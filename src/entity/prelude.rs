pub use super::classes::Entity as Classes;
pub use super::courses::Entity as Courses;
pub use super::scores::Entity as Scores;
pub use super::students::Entity as Students;
pub use super::teachers::Entity as Teachers;
pub use super::users::Entity as Users;
use actix_web::{HttpRequest, HttpResponse, Result as ActixResult};

use super::{StatsService, engine};
use crate::models::stats::responses::ClassStatsResponse;
use crate::models::{ApiResponse, ErrorCode};

pub async fn class_stats(
    service: &StatsService,
    request: &HttpRequest,
    class_id: i64,
) -> ActixResult<HttpResponse> {
    let storage = service.get_storage(request);

    let clazz = match storage.get_class_by_id(class_id).await {
        Ok(Some(clazz)) => clazz,
        Ok(None) => {
            return Ok(HttpResponse::NotFound().json(ApiResponse::error_empty(
                ErrorCode::ClassNotFound,
                "Class not found",
            )));
        }
        Err(e) => {
            return Ok(
                HttpResponse::InternalServerError().json(ApiResponse::error_empty(
                    ErrorCode::InternalServerError,
                    format!("Failed to get class information: {e}"),
                )),
            );
        }
    };

    let student_count = match storage.count_students_in_class(class_id).await {
        Ok(count) => count as i64,
        Err(e) => {
            return Ok(
                HttpResponse::InternalServerError().json(ApiResponse::error_empty(
                    ErrorCode::InternalServerError,
                    format!("Failed to count class students: {e}"),
                )),
            );
        }
    };

    let details = match storage.find_scores_by_class(class_id).await {
        Ok(details) => details,
        Err(e) => {
            return Ok(
                HttpResponse::InternalServerError().json(ApiResponse::error_empty(
                    ErrorCode::InternalServerError,
                    format!("Failed to retrieve class scores: {e}"),
                )),
            );
        }
    };

    let response = ClassStatsResponse {
        class_id,
        class_name: clazz.class_name,
        student_count,
        course_averages: engine::course_averages(&details),
    };

    Ok(HttpResponse::Ok().json(ApiResponse::success(
        response,
        "Class statistics retrieved successfully",
    )))
}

TASK PROMPT: Each line in the material with "storage" in it must be reported.

SOLUTION TO THIS PROBLEM:
    let storage = service.get_storage(request);
    let clazz = match storage.get_class_by_id(class_id).await {
    let student_count = match storage.count_students_in_class(class_id).await {
    let details = match storage.find_scores_by_class(class_id).await {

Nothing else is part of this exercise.